Plasmon-assisted suppression of surface trap states and enhanced band-edge emission in a bare CdTe quantum dot

Year: 2019

Authors: Flatae A. M., Tantussi F., Messina G. C., De Angelis F., Agio M.

Autors Affiliation: Laboratory of Nano-Optics and Cμ, University of Siegen, 57072 Siegen, Germany; Istituto Italiano di Tecnologia, 16163 Genova, Italy; National Institute of Optics (INO-CNR), 50125 Florence, Italy

Abstract: Colloidal quantum dots have emerged as a versatile photoluminescent and optoelectronic material. Limitations like fluorescence intermittency, nonradiative Auger recombination, and surface traps are commonly addressed by growing a wide-band-gap shell. However, the shell isolates the excitonic wave function and reduces its interaction with the external environment necessary for different applications. Furthermore, their long emission lifetime hinders their use in high-speed optoelectronics.
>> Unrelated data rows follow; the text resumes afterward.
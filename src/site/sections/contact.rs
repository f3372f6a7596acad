//! Contact Section
//!
//! One card per defined contact method: mail-to for email, profile links
//! for GitHub and LinkedIn, and a non-linked pronouns card. Each method
//! renders exactly one link; the footer does not repeat them.

use crate::content::{ContactInfo, Icon};
use crate::site::view::{escape_html, external_link, icon_markup, section_shell};

pub fn generate(contact: &ContactInfo) -> String {
    let mut body = String::with_capacity(2048);
    body.push_str("<div class=\"card contact-panel\">\n");
    body.push_str("<h3><span class=\"accent\">&gt;</span> Let&#39;s build together</h3>\n");
    body.push_str(
        "<p>Whether it&#39;s automating environments, hardening CI/CD, or crafting \
         full-stack features, I thrive where software and infrastructure intersect.</p>\n",
    );
    body.push_str("<div class=\"card-grid cols-2\">\n");

    body.push_str(&contact_card(
        Icon::Mail,
        "Email",
        &contact.email,
        Some(&format!("mailto:{}", contact.email)),
    ));
    body.push_str(&contact_card(
        Icon::Github,
        "GitHub",
        github_handle(&contact.github),
        Some(&contact.github),
    ));
    if let Some(linkedin) = &contact.linkedin {
        body.push_str(&contact_card(Icon::Linkedin, "LinkedIn", "Profile", Some(linkedin)));
    }
    body.push_str(&contact_card(Icon::Target, "Pronouns", &contact.pronouns, None));

    body.push_str("</div>\n</div>\n");

    section_shell(
        "contact",
        "Let's collaborate",
        "Ready to contribute to your team",
        Some("Open to conversations about automation, infrastructure, and secure delivery."),
        &body,
    )
}

/// Trailing path segment of the profile URL, shown as the card value.
fn github_handle(github_url: &str) -> &str {
    github_url
        .trim_end_matches('/')
        .rsplit('/')
        .next()
        .unwrap_or(github_url)
}

fn contact_card(icon: Icon, title: &str, value: &str, href: Option<&str>) -> String {
    let inner = format!(
        "{}<div class=\"contact-copy\">\n<span class=\"contact-kind\">{}</span>\n<span class=\"contact-value\">{}</span>\n</div>\n",
        icon_markup(icon),
        escape_html(title),
        escape_html(value)
    );
    match href {
        Some(href) => {
            let mut html = String::from("<div class=\"contact-card\">\n");
            html.push_str(&external_link(href, "contact-link", &inner));
            html.push_str("\n</div>\n");
            html
        }
        None => format!("<div class=\"contact-card\">\n{}</div>\n", inner),
    }
}
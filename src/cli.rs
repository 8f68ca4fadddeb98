use std::path::PathBuf;

use clap::{Parser, Subcommand, ValueEnum};

use crate::output::OutputFormat;

/// Color output control
#[derive(Debug, Clone, Copy, Default, ValueEnum)]
pub enum ColorChoice {
    /// Auto-detect terminal capability
    #[default]
    Auto,
    /// Always use colors
    Always,
    /// Never use colors
    Never,
}

#[derive(Parser, Debug)]
#[command(name = "sloc-audit")]
#[command(author, version, about = "Audit per-file source lines and change hot-spots")]
#[command(long_about = "Counts code lines per file (blank lines and C-family comments excluded) \
    and fails when any file exceeds the limit.\n\n\
    Exit codes:\n  \
    0 - All files within the limit\n  \
    1 - At least one file exceeds the limit\n  \
    2 - Configuration or runtime error")]
pub struct Cli {
    /// Increase output verbosity (-v, -vv for more)
    #[arg(short, long, action = clap::ArgAction::Count, global = true)]
    pub verbose: u8,

    /// Suppress non-essential output
    #[arg(short, long, global = true)]
    pub quiet: bool,

    /// Control color output
    #[arg(long, value_enum, default_value = "auto", global = true)]
    pub color: ColorChoice,

    /// Skip loading configuration file
    #[arg(long, global = true)]
    pub no_config: bool,

    #[command(subcommand)]
    pub command: Commands,
}

#[derive(Subcommand, Debug)]
pub enum Commands {
    /// Check files against the line limit
    Check(CheckArgs),

    /// List files changed most often in git history
    Hotspots(HotspotsArgs),
}

#[derive(Parser, Debug)]
pub struct CheckArgs {
    /// Root directory to scan
    #[arg(default_value = ".")]
    pub root: PathBuf,

    /// Path to configuration file
    #[arg(short, long)]
    pub config: Option<PathBuf>,

    /// Maximum code lines per file (overrides config)
    #[arg(long, visible_alias = "limit")]
    pub max_lines: Option<usize>,

    /// File extensions to check (comma-separated, e.g., cpp,h)
    #[arg(long, value_delimiter = ',')]
    pub ext: Option<Vec<String>>,

    /// Directory names to skip wherever they occur (can be specified multiple times)
    #[arg(long)]
    pub exclude_dir: Vec<String>,

    /// Exclude patterns (glob syntax, can be specified multiple times)
    #[arg(long, short = 'x')]
    pub exclude: Vec<String>,

    /// Output format [possible values: text, json]
    #[arg(short, long, default_value = "text")]
    pub format: OutputFormat,

    /// Write output to file instead of stdout
    #[arg(short, long)]
    pub output: Option<PathBuf>,
}

#[derive(Parser, Debug)]
pub struct HotspotsArgs {
    /// Directory inside the git repository to analyze
    #[arg(default_value = ".")]
    pub root: PathBuf,

    /// Path to configuration file
    #[arg(short, long)]
    pub config: Option<PathBuf>,

    /// List files changed more than this many times (overrides config)
    #[arg(long)]
    pub threshold: Option<usize>,

    /// File extensions to include (comma-separated, e.g., cpp,h)
    #[arg(long, value_delimiter = ',')]
    pub ext: Option<Vec<String>>,

    /// Directory names to skip wherever they occur (can be specified multiple times)
    #[arg(long)]
    pub exclude_dir: Vec<String>,

    /// Exclude patterns (glob syntax, can be specified multiple times)
    #[arg(long, short = 'x')]
    pub exclude: Vec<String>,

    /// Output format [possible values: text, json]
    #[arg(short, long, default_value = "text")]
    pub format: OutputFormat,
}

#[cfg(test)]
#[path = "cli_tests.rs"]
mod tests;
mod check;
mod context;
mod hotspots;

pub use check::{run_check, run_check_impl};
pub use hotspots::{run_hotspots, run_hotspots_impl};
mod filter;

pub use filter::{FileFilter, SourceFilter};

use std::path::{Path, PathBuf};

use tracing::{debug, warn};
use walkdir::WalkDir;

use crate::error::{Result, SlocAuditError};

/// Trait for scanning directories and finding files.
pub trait FileScanner {
    /// Scan a directory and return all matching file paths in traversal order.
    ///
    /// # Errors
    /// Returns an error if `root` does not exist or is not a directory.
    fn scan(&self, root: &Path) -> Result<Vec<PathBuf>>;
}

/// Walks a tree, pruning excluded directories before descending into them.
pub struct DirectoryScanner<F: FileFilter> {
    filter: F,
}

impl<F: FileFilter> DirectoryScanner<F> {
    #[must_use]
    pub const fn new(filter: F) -> Self {
        Self { filter }
    }

    fn scan_impl(&self, root: &Path) -> Vec<PathBuf> {
        let walker = WalkDir::new(root).into_iter().filter_entry(|entry| {
            // The root is always entered, whatever its name.
            entry.depth() == 0
                || !entry.file_type().is_dir()
                || self.filter.should_descend(entry.file_name())
        });

        let mut files = Vec::new();
        for entry in walker {
            let entry = match entry {
                Ok(entry) => entry,
                Err(e) => {
                    warn!("skipping unreadable entry: {e}");
                    continue;
                }
            };

            // Filters see the same root-relative form that history paths use.
            let relative = entry.path().strip_prefix(root).unwrap_or(entry.path());
            if entry.file_type().is_file() && self.filter.should_include(relative) {
                files.push(entry.into_path());
            }
        }

        debug!(root = %root.display(), files = files.len(), "resolved source files");
        files
    }
}

impl<F: FileFilter> FileScanner for DirectoryScanner<F> {
    fn scan(&self, root: &Path) -> Result<Vec<PathBuf>> {
        if !root.is_dir() {
            return Err(SlocAuditError::RootNotFound(root.to_path_buf()));
        }
        Ok(self.scan_impl(root))
    }
}

#[cfg(test)]
#[path = "mod_tests.rs"]
mod tests;
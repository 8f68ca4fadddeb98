use super::*;

#[test]
fn config_default_values() {
    let config = Config::default();

    assert_eq!(config.content.max_lines, 500);
    assert_eq!(config.hotspots.threshold, 3);
    assert_eq!(
        config.scanner.extensions,
        vec!["cpp", "c", "cc", "h", "hpp"]
    );
    assert_eq!(config.scanner.exclude_dirs, vec!["extern", "build"]);
    assert!(config.scanner.exclude.is_empty());
}

#[test]
fn empty_toml_yields_defaults() {
    let config: Config = toml::from_str("").unwrap();
    assert_eq!(config, Config::default());
}

#[test]
fn partial_section_keeps_other_defaults() {
    let config: Config = toml::from_str(
        r#"
[scanner]
extensions = ["rs"]

[content]
max_lines = 300
"#,
    )
    .unwrap();

    assert_eq!(config.scanner.extensions, vec!["rs"]);
    assert_eq!(config.scanner.exclude_dirs, vec!["extern", "build"]);
    assert_eq!(config.content.max_lines, 300);
    assert_eq!(config.hotspots.threshold, 3);
}

#[test]
fn unknown_keys_are_rejected() {
    let result = toml::from_str::<Config>("[content]\nmax_line = 10\n");
    assert!(result.is_err());

    let result = toml::from_str::<Config>("[structure]\nmax_files = 10\n");
    assert!(result.is_err());
}

#[test]
fn config_round_trips_through_toml() {
    let mut config = Config::default();
    config.scanner.exclude.push("**/generated/**".to_string());
    config.hotspots.threshold = 7;

    let text = toml::to_string(&config).unwrap();
    let parsed: Config = toml::from_str(&text).unwrap();

    assert_eq!(parsed, config);
}
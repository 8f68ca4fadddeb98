mod loader;
mod model;

pub use loader::{ConfigLoader, FileConfigLoader, FileSystem, LOCAL_CONFIG_NAME, RealFileSystem};
pub use model::{Config, ContentConfig, HotspotsConfig, ScannerConfig};
use std::io::BufRead;

use serde::Serialize;

use super::{LineKind, ScanState};

#[derive(Debug, Clone, Default, PartialEq, Eq, Serialize)]
pub struct LineStats {
    pub total: usize,
    pub code: usize,
    pub comment: usize,
    pub blank: usize,
}

impl LineStats {
    #[must_use]
    pub const fn new() -> Self {
        Self {
            total: 0,
            code: 0,
            comment: 0,
            blank: 0,
        }
    }

    /// Effective source lines: lines with any content outside comments.
    #[must_use]
    pub const fn sloc(&self) -> usize {
        self.code
    }

    const fn record(&mut self, kind: LineKind) {
        self.total += 1;
        match kind {
            LineKind::Blank => self.blank += 1,
            LineKind::Comment => self.comment += 1,
            LineKind::Code => self.code += 1,
        }
    }
}

/// Counts effective source lines of C-family text.
///
/// Every call starts from a fresh [`ScanState`], so counting the same content
/// twice always yields the same result.
#[derive(Debug, Clone, Copy, Default)]
pub struct SlocCounter;

impl SlocCounter {
    #[must_use]
    pub const fn new() -> Self {
        Self
    }

    #[must_use]
    pub fn count(&self, source: &str) -> LineStats {
        let mut stats = LineStats::new();
        let mut state = ScanState::new();

        for line in source.lines() {
            stats.record(state.classify(line));
        }

        stats
    }

    /// Count lines from a buffered reader (streaming, memory-efficient for large files).
    ///
    /// Invalid UTF-8 is decoded lossily rather than treated as an error.
    ///
    /// # Errors
    /// Returns an I/O error if reading from the reader fails.
    pub fn count_reader<R: BufRead>(&self, mut reader: R) -> std::io::Result<LineStats> {
        let mut stats = LineStats::new();
        let mut state = ScanState::new();
        let mut buf = Vec::new();

        loop {
            buf.clear();
            if reader.read_until(b'\n', &mut buf)? == 0 {
                break;
            }
            if buf.last() == Some(&b'\n') {
                buf.pop();
            }
            let line = String::from_utf8_lossy(&buf);
            stats.record(state.classify(&line));
        }

        Ok(stats)
    }
}

/// Number of effective code lines in `content`.
#[must_use]
pub fn count_code_lines(content: &str) -> usize {
    SlocCounter::new().count(content).sloc()
}

#[cfg(test)]
#[path = "sloc_tests.rs"]
mod tests;
mod json;
mod progress;
mod text;

pub use json::JsonFormatter;
pub use progress::ScanProgress;
pub use text::{ColorMode, TextFormatter};

use crate::checker::AuditReport;
use crate::error::Result;
use crate::history::TouchRecord;

/// Trait for formatting audit reports into various output formats.
pub trait OutputFormatter {
    /// Format the audit report into a string.
    ///
    /// # Errors
    /// Returns an error if the formatting fails.
    fn format(&self, report: &AuditReport) -> Result<String>;
}

/// Trait for formatting the change-frequency table.
pub trait HotspotFormatter {
    /// # Errors
    /// Returns an error if the formatting fails.
    fn format_hotspots(&self, records: &[TouchRecord], threshold: usize) -> Result<String>;
}

#[derive(Debug, Clone, Copy, PartialEq, Eq, Default)]
pub enum OutputFormat {
    #[default]
    Text,
    Json,
}

impl std::str::FromStr for OutputFormat {
    type Err = String;

    fn from_str(s: &str) -> std::result::Result<Self, Self::Err> {
        match s.to_lowercase().as_str() {
            "text" => Ok(Self::Text),
            "json" => Ok(Self::Json),
            _ => Err(format!("Unknown output format: {s}")),
        }
    }
}

#[cfg(test)]
#[path = "mod_tests.rs"]
mod tests;
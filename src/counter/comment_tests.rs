use super::*;

fn classify_all(source: &str) -> Vec<LineKind> {
    let mut state = ScanState::new();
    source.lines().map(|line| state.classify(line)).collect()
}

#[test]
fn plain_code_is_code() {
    let mut state = ScanState::new();
    assert_eq!(state.classify("int x = 1;"), LineKind::Code);
    assert!(!state.in_block_comment());
}

#[test]
fn whitespace_only_is_blank() {
    let mut state = ScanState::new();
    assert_eq!(state.classify(""), LineKind::Blank);
    assert_eq!(state.classify("   \t  "), LineKind::Blank);
    assert_eq!(state.classify("\r"), LineKind::Blank);
}

#[test]
fn line_comment_alone_is_comment() {
    let mut state = ScanState::new();
    assert_eq!(state.classify("// just a note"), LineKind::Comment);
    assert_eq!(state.classify("    // indented note"), LineKind::Comment);
}

#[test]
fn code_with_trailing_line_comment_is_code() {
    let mut state = ScanState::new();
    assert_eq!(state.classify("x++; // bump"), LineKind::Code);
    assert_eq!(state.effective_text("x++; // bump"), "x++; ");
}

#[test]
fn single_line_block_comment_is_comment() {
    let mut state = ScanState::new();
    assert_eq!(state.classify("/* header */"), LineKind::Comment);
    assert!(!state.in_block_comment());
}

#[test]
fn block_comment_opened_and_closed_twice_on_one_line() {
    let mut state = ScanState::new();
    let effective = state.effective_text("code /*a*/ code /*b*/ more");
    assert_eq!(effective, "code  code  more");
    assert!(!state.in_block_comment());
}

#[test]
fn comment_only_segments_between_blocks() {
    let mut state = ScanState::new();
    assert_eq!(state.classify("/*a*/ /*b*/"), LineKind::Comment);
}

#[test]
fn unterminated_block_carries_to_next_line() {
    let mut state = ScanState::new();
    assert_eq!(state.classify("int y; /* starts here"), LineKind::Code);
    assert!(state.in_block_comment());
    assert_eq!(state.classify("int z = 3;"), LineKind::Comment);
    assert!(state.in_block_comment());
}

#[test]
fn closing_line_with_trailing_code_is_code() {
    let kinds = classify_all("/* line one\n   line two\n*/ int w;");
    assert_eq!(
        kinds,
        vec![LineKind::Comment, LineKind::Comment, LineKind::Code]
    );
}

#[test]
fn closing_line_without_code_is_comment() {
    let kinds = classify_all("/*\n * doc\n */");
    assert_eq!(
        kinds,
        vec![LineKind::Comment, LineKind::Comment, LineKind::Comment]
    );
}

#[test]
fn blank_line_inside_block_comment_is_blank_and_keeps_state() {
    let mut state = ScanState::new();
    state.classify("/* open");
    assert_eq!(state.classify(""), LineKind::Blank);
    assert!(state.in_block_comment());
    assert_eq!(state.classify("close */"), LineKind::Comment);
    assert!(!state.in_block_comment());
}

#[test]
fn line_comment_inside_block_comment_is_ignored() {
    let mut state = ScanState::new();
    state.classify("/*");
    // The `//` does not hide the closer.
    assert_eq!(state.classify("// still block */ int v;"), LineKind::Code);
    assert!(!state.in_block_comment());
}

#[test]
fn block_opener_after_line_comment_is_ignored() {
    let mut state = ScanState::new();
    assert_eq!(state.classify("// see /* not a block"), LineKind::Comment);
    assert!(!state.in_block_comment());
}

#[test]
fn close_marker_outside_block_is_plain_text() {
    let mut state = ScanState::new();
    assert_eq!(state.effective_text("a */ b"), "a */ b");
    assert!(!state.in_block_comment());
}

#[test]
fn slash_star_slash_does_not_close_itself() {
    let mut state = ScanState::new();
    assert_eq!(state.classify("/*/ still inside"), LineKind::Comment);
    assert!(state.in_block_comment());
}

#[test]
fn markers_inside_strings_are_not_special_cased() {
    let mut state = ScanState::new();
    assert_eq!(
        state.effective_text("const char* url = \"http://example.com\";"),
        "const char* url = \"http:"
    );
}

#[test]
fn multibyte_text_around_markers() {
    let mut state = ScanState::new();
    assert_eq!(state.effective_text("größe /* ü */ = 1; // ß"), "größe  = 1; ");
}

#[test]
fn new_state_is_outside_comment() {
    assert!(!ScanState::new().in_block_comment());
    assert_eq!(ScanState::default(), ScanState::new());
}
use std::path::Path;

use crate::counter::LineStats;
use crate::{EXIT_SUCCESS, EXIT_THRESHOLD_EXCEEDED};

use super::{CheckResult, CheckStatus, Checker};

/// Applies a single per-file limit. A file fails only when its effective
/// line count is strictly greater than the limit.
#[derive(Debug, Clone, Copy, PartialEq, Eq)]
pub struct ThresholdChecker {
    limit: usize,
}

impl ThresholdChecker {
    #[must_use]
    pub const fn new(limit: usize) -> Self {
        Self { limit }
    }

    #[must_use]
    pub const fn limit(&self) -> usize {
        self.limit
    }

    /// Collect per-file results into a report ordered by line count.
    #[must_use]
    pub fn report(&self, results: Vec<CheckResult>) -> AuditReport {
        AuditReport::new(results, self.limit)
    }
}

impl Checker for ThresholdChecker {
    fn check(&self, path: &Path, stats: &LineStats) -> CheckResult {
        let status = if stats.sloc() > self.limit {
            CheckStatus::Failed
        } else {
            CheckStatus::Passed
        };

        CheckResult {
            path: path.to_path_buf(),
            stats: stats.clone(),
            limit: self.limit,
            status,
        }
    }
}

/// Every checked file, largest first.
///
/// Sorting is stable, so files with equal counts keep their discovery order.
#[derive(Debug, Clone)]
pub struct AuditReport {
    results: Vec<CheckResult>,
    limit: usize,
}

impl AuditReport {
    #[must_use]
    pub fn new(mut results: Vec<CheckResult>, limit: usize) -> Self {
        results.sort_by(|a, b| b.sloc().cmp(&a.sloc()));
        Self { results, limit }
    }

    #[must_use]
    pub fn results(&self) -> &[CheckResult] {
        &self.results
    }

    #[must_use]
    pub const fn limit(&self) -> usize {
        self.limit
    }

    pub fn violations(&self) -> impl Iterator<Item = &CheckResult> {
        self.results.iter().filter(|r| r.is_failed())
    }

    pub fn compliant(&self) -> impl Iterator<Item = &CheckResult> {
        self.results.iter().filter(|r| r.is_passed())
    }

    #[must_use]
    pub fn has_violations(&self) -> bool {
        self.results.iter().any(CheckResult::is_failed)
    }

    #[must_use]
    pub fn max_sloc(&self) -> usize {
        self.results.first().map_or(0, CheckResult::sloc)
    }

    /// Process exit status for the gate: non-zero iff any file failed.
    #[must_use]
    pub fn exit_code(&self) -> i32 {
        if self.has_violations() {
            EXIT_THRESHOLD_EXCEEDED
        } else {
            EXIT_SUCCESS
        }
    }
}
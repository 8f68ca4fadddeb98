use std::fmt::Write;

use crate::checker::{AuditReport, CheckResult};
use crate::error::Result;
use crate::history::TouchRecord;

use super::{HotspotFormatter, OutputFormatter};

/// Color output mode for terminal display.
#[derive(Debug, Clone, Copy, PartialEq, Eq, Default)]
pub enum ColorMode {
    /// Auto-detect: use colors if stdout is a TTY and `NO_COLOR` is not set
    #[default]
    Auto,
    /// Always use colors
    Always,
    /// Never use colors
    Never,
}

/// ANSI color codes
mod ansi {
    pub const RED: &str = "\x1b[31m";
    pub const GREEN: &str = "\x1b[32m";
    pub const RESET: &str = "\x1b[0m";
}

pub struct TextFormatter {
    use_colors: bool,
    verbose: u8,
}

impl TextFormatter {
    #[must_use]
    pub fn new(mode: ColorMode) -> Self {
        Self::with_verbose(mode, 0)
    }

    #[must_use]
    pub fn with_verbose(mode: ColorMode, verbose: u8) -> Self {
        Self {
            use_colors: Self::should_use_colors(mode),
            verbose,
        }
    }

    fn should_use_colors(mode: ColorMode) -> bool {
        match mode {
            ColorMode::Always => true,
            ColorMode::Never => false,
            ColorMode::Auto => {
                // Respect NO_COLOR environment variable
                if std::env::var("NO_COLOR").is_ok() {
                    return false;
                }
                std::io::IsTerminal::is_terminal(&std::io::stdout())
            }
        }
    }

    fn colorize(&self, text: &str, color: &str) -> String {
        if !self.use_colors {
            return text.to_string();
        }
        format!("{color}{text}{}", ansi::RESET)
    }

    fn format_row(&self, result: &CheckResult, output: &mut String) {
        let count = format!("{:5}", result.sloc());
        let count = if result.is_failed() {
            self.colorize(&count, ansi::RED)
        } else {
            count
        };

        let _ = write!(output, "{count} | {}", result.path().display());
        if self.verbose >= 1 {
            let stats = &result.stats;
            let _ = write!(
                output,
                "  (code={}, comment={}, blank={}, total={})",
                stats.code, stats.comment, stats.blank, stats.total
            );
        }
        output.push('\n');
    }

    /// List only the violating files, for the error stream.
    #[must_use]
    pub fn format_violations(&self, report: &AuditReport) -> String {
        let mut output = String::new();
        for result in report.violations() {
            let status = self.colorize("FAILED", ansi::RED);
            let _ = writeln!(output, "✗ {status}: {}", result.path().display());
            let _ = writeln!(
                output,
                "   Lines: {} (limit: {})",
                result.sloc(),
                result.limit
            );
        }
        output
    }
}

impl Default for TextFormatter {
    fn default() -> Self {
        Self::new(ColorMode::Auto)
    }
}

impl OutputFormatter for TextFormatter {
    fn format(&self, report: &AuditReport) -> Result<String> {
        let mut output = String::new();

        let _ = writeln!(output, "{:>5} | File", "LOC");
        let _ = writeln!(output, "------|----------------------------");
        for result in report.results() {
            self.format_row(result, &mut output);
        }
        output.push('\n');

        let limit = report.limit();
        if report.has_violations() {
            let message = format!("Files exceed {limit} LOC – see list above");
            let _ = writeln!(output, "{}", self.colorize(&message, ansi::RED));
        } else {
            let message = format!("All files ≤ {limit} LOC");
            let _ = writeln!(output, "{}", self.colorize(&message, ansi::GREEN));
        }

        Ok(output)
    }
}

impl HotspotFormatter for TextFormatter {
    fn format_hotspots(&self, records: &[TouchRecord], threshold: usize) -> Result<String> {
        let mut output = String::new();

        if records.is_empty() {
            let _ = writeln!(output, "No files exceed threshold");
            return Ok(output);
        }

        if self.verbose >= 1 {
            let _ = writeln!(output, "Files touched more than {threshold} times:");
        }
        let _ = writeln!(output, "  Touches | File");
        let _ = writeln!(output, "----------+---------------------------");
        for record in records {
            let _ = writeln!(output, "   {:<6} | {}", record.touches, record.path);
        }

        Ok(output)
    }
}

#[cfg(test)]
#[path = "text_tests.rs"]
mod tests;
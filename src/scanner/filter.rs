use std::ffi::OsStr;
use std::path::{Component, Path};

use globset::{Glob, GlobSet, GlobSetBuilder};

use crate::error::{Result, SlocAuditError};

pub trait FileFilter {
    /// Whether a file found during a walk should be counted. `path` is
    /// relative to the walk root.
    fn should_include(&self, path: &Path) -> bool;

    /// Whether the walk may enter a directory with this name.
    fn should_descend(&self, _dir_name: &OsStr) -> bool {
        true
    }
}

/// Extension allow-list plus directory-name and glob exclusions.
///
/// The same rules back both the directory walk and the history tally, so a
/// path counted by `check` is also eligible for `hotspots`.
#[derive(Debug, Clone)]
pub struct SourceFilter {
    extensions: Vec<String>,
    exclude_dirs: Vec<String>,
    exclude_patterns: GlobSet,
}

impl SourceFilter {
    /// Create a new filter with the given extensions, excluded directory names
    /// and exclude patterns.
    ///
    /// # Errors
    /// Returns an error if any exclude pattern is invalid.
    pub fn new(
        extensions: &[String],
        exclude_dirs: &[String],
        exclude_patterns: &[String],
    ) -> Result<Self> {
        let mut builder = GlobSetBuilder::new();
        for pattern in exclude_patterns {
            let glob = Glob::new(pattern).map_err(|e| SlocAuditError::InvalidPattern {
                pattern: pattern.clone(),
                source: e,
            })?;
            builder.add(glob);
        }
        let exclude_patterns = builder
            .build()
            .map_err(|e| SlocAuditError::InvalidPattern {
                pattern: "combined patterns".to_string(),
                source: e,
            })?;

        Ok(Self {
            extensions: extensions
                .iter()
                .map(|ext| ext.trim_start_matches('.').to_string())
                .collect(),
            exclude_dirs: exclude_dirs.to_vec(),
            exclude_patterns,
        })
    }

    fn has_valid_extension(&self, path: &Path) -> bool {
        path.extension()
            .and_then(|ext| ext.to_str())
            .is_some_and(|ext| self.extensions.iter().any(|e| e == ext))
    }

    fn is_excluded_dir_name(&self, name: &OsStr) -> bool {
        name.to_str()
            .is_some_and(|name| self.exclude_dirs.iter().any(|d| d == name))
    }

    fn is_excluded(&self, path: &Path) -> bool {
        self.exclude_patterns.is_match(path)
    }

    /// Predicate over a repository-relative path string, as found in history
    /// records. Any excluded directory name among the parent components
    /// rejects the path.
    #[must_use]
    pub fn accepts_relative(&self, path: &str) -> bool {
        let trimmed = path.trim();
        if trimmed.is_empty() {
            return false;
        }

        let path = Path::new(trimmed);
        let in_excluded_dir = path
            .parent()
            .into_iter()
            .flat_map(Path::components)
            .any(|c| matches!(c, Component::Normal(name) if self.is_excluded_dir_name(name)));

        !in_excluded_dir && self.should_include(path)
    }
}

impl FileFilter for SourceFilter {
    fn should_include(&self, path: &Path) -> bool {
        self.has_valid_extension(path) && !self.is_excluded(path)
    }

    fn should_descend(&self, dir_name: &OsStr) -> bool {
        !self.is_excluded_dir_name(dir_name)
    }
}

#[cfg(test)]
#[path = "filter_tests.rs"]
mod tests;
Here, we demonstrate a high degree of control on the photophysics of a bare core CdTe quantum dot solely by plasmon coupling, showing that more than 99% of the surface defect-state emission from a trap-rich quantum dot can be quenched. Moreover, the band-edge state excitonic and biexcitonic emission rates are Purcell enhanced by 1460- and 613-fold, respectively. Our findings show how plasmon coupling on bare quantum dots could make chemical approaches developed for improving their optical properties unnecessary, with implications for nanoscale lasers, light-emitting devices, solar cells, and ultrafast single- photon sources.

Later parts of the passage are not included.